## RECORDS TO USE:
■ ■ ■ ■ ■ ■ ■

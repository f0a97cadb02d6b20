//! Echo pulse timing.

use embedded_hal::digital::InputPin;

use super::clock::MicrosClock;

/// Pulse-width measurement on an echo line.
pub trait PulseIn {
    /// Wait for the line to go high, then measure how long it stays high.
    ///
    /// `timeout_us` bounds the whole call, counted from entry: the wait for
    /// the rising edge and the pulse itself both spend from the same budget.
    ///
    /// # Returns
    /// * `Some(width_us)` once a complete high pulse has been seen
    /// * `None` if the budget ran out first
    fn pulse_high_us(&mut self, timeout_us: u32) -> Option<u32>;
}

/// [`PulseIn`] over any `embedded-hal` input by polling the pin against a
/// microsecond clock.
///
/// A pulse already in progress on entry is skipped so the measured width is
/// always a full pulse. A pin read error is reported as no pulse.
pub struct BusyWaitPulseIn<P, C> {
    pin: P,
    clock: C,
}

impl<P, C> BusyWaitPulseIn<P, C>
where
    P: InputPin,
    C: MicrosClock,
{
    /// Wrap an echo input and the clock used to time it.
    pub fn new(pin: P, clock: C) -> Self {
        Self { pin, clock }
    }

    /// Give back the pin and clock.
    pub fn release(self) -> (P, C) {
        (self.pin, self.clock)
    }

    fn expired(&self, start_us: u32, timeout_us: u32) -> bool {
        self.clock.now_us().wrapping_sub(start_us) >= timeout_us
    }
}

impl<P, C> PulseIn for BusyWaitPulseIn<P, C>
where
    P: InputPin,
    C: MicrosClock,
{
    fn pulse_high_us(&mut self, timeout_us: u32) -> Option<u32> {
        let start_us = self.clock.now_us();

        // Skip the tail of a pulse that started before we were called.
        while self.pin.is_high().ok()? {
            if self.expired(start_us, timeout_us) {
                return None;
            }
        }

        while self.pin.is_low().ok()? {
            if self.expired(start_us, timeout_us) {
                return None;
            }
        }
        let rise_us = self.clock.now_us();

        while self.pin.is_high().ok()? {
            if self.expired(start_us, timeout_us) {
                return None;
            }
        }

        Some(self.clock.now_us().wrapping_sub(rise_us))
    }
}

■ ■ ■ ■ ■ ■ ■

## EXERCISE PROMPT:
Write each entry out again. Do not change a word.

## SOLUTION TO THIS TASK:
repository f0a97cadb02d6b20
//! Echo pulse timing.

use embedded_hal::digital::InputPin;

use super::clock::MicrosClock;

/// Pulse-width measurement on an echo line.
pub trait PulseIn {
    /// Wait for the line to go high, then measure how long it stays high.
    ///
    /// `timeout_us` bounds the whole call, counted from entry: the wait for
    /// the rising edge and the pulse itself both spend from the same budget.
    ///
    /// # Returns
    /// * `Some(width_us)` once a complete high pulse has been seen
    /// * `None` if the budget ran out first
    fn pulse_high_us(&mut self, timeout_us: u32) -> Option<u32>;
}

/// [`PulseIn`] over any `embedded-hal` input by polling the pin against a
/// microsecond clock.
///
/// A pulse already in progress on entry is skipped so the measured width is
/// always a full pulse. A pin read error is reported as no pulse.
pub struct BusyWaitPulseIn<P, C> {
    pin: P,
    clock: C,
}

impl<P, C> BusyWaitPulseIn<P, C>
where
    P: InputPin,
    C: MicrosClock,
{
    /// Wrap an echo input and the clock used to time it.
    pub fn new(pin: P, clock: C) -> Self {
        Self { pin, clock }
    }

    /// Give back the pin and clock.
    pub fn release(self) -> (P, C) {
        (self.pin, self.clock)
    }

    fn expired(&self, start_us: u32, timeout_us: u32) -> bool {
        self.clock.now_us().wrapping_sub(start_us) >= timeout_us
    }
}

impl<P, C> PulseIn for BusyWaitPulseIn<P, C>
where
    P: InputPin,
    C: MicrosClock,
{
    fn pulse_high_us(&mut self, timeout_us: u32) -> Option<u32> {
        let start_us = self.clock.now_us();

        // Skip the tail of a pulse that started before we were called.
        while self.pin.is_high().ok()? {
            if self.expired(start_us, timeout_us) {
                return None;
            }
        }

        while self.pin.is_low().ok()? {
            if self.expired(start_us, timeout_us) {
                return None;
            }
        }
        let rise_us = self.clock.now_us();

        while self.pin.is_high().ok()? {
            if self.expired(start_us, timeout_us) {
                return None;
            }
        }

        Some(self.clock.now_us().wrapping_sub(rise_us))
    }
}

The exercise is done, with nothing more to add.